Saved entries:
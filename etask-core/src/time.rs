//! Time utilities: calendar days in the user's timezone.

use chrono::{DateTime, NaiveDate, NaiveDateTime, NaiveTime, TimeZone, Utc};
use chrono_tz::Tz;

use crate::error::ParseError;

pub fn parse_timezone(name: &str) -> Result<Tz, ParseError> {
    name.parse()
        .map_err(|_| ParseError::InvalidTimezone(name.to_string()))
}

/// The calendar day `dt` falls on for someone living in `tz`.
pub fn local_day(dt: DateTime<Utc>, tz: Tz) -> NaiveDate {
    dt.with_timezone(&tz).date_naive()
}

/// Parse a due date like "2025-03-10 17:00" or "2025-03-10" in `tz`, returning
/// UTC. A bare date means end of that local day.
pub fn parse_local_due_to_utc(local: &str, tz: Tz) -> Result<DateTime<Utc>, ParseError> {
    let invalid = |reason: String| ParseError::InvalidDateTime {
        input: local.to_string(),
        reason,
    };

    let ndt = match NaiveDateTime::parse_from_str(local, "%Y-%m-%d %H:%M") {
        Ok(ndt) => ndt,
        Err(_) => {
            let day = NaiveDate::parse_from_str(local, "%Y-%m-%d")
                .map_err(|e| invalid(e.to_string()))?;
            let eod = NaiveTime::from_hms_opt(23, 59, 0)
                .ok_or_else(|| invalid("bad end-of-day time".to_string()))?;
            day.and_time(eod)
        }
    };

    let local_dt = tz
        .from_local_datetime(&ndt)
        .single()
        .ok_or_else(|| invalid(format!("ambiguous or invalid local time (DST?) in {tz}")))?;

    Ok(local_dt.with_timezone(&Utc))
}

Problem statement: The line with "let eod = NaiveTime::from_hms_opt(23, 59, 0)", the last line of the data above, and every line between them should be duplicated exactly, with nothing else.

Response below:
            let eod = NaiveTime::from_hms_opt(23, 59, 0)
                .ok_or_else(|| invalid("bad end-of-day time".to_string()))?;
            day.and_time(eod)
        }
    };

    let local_dt = tz
        .from_local_datetime(&ndt)
        .single()
        .ok_or_else(|| invalid(format!("ambiguous or invalid local time (DST?) in {tz}")))?;

    Ok(local_dt.with_timezone(&Utc))
}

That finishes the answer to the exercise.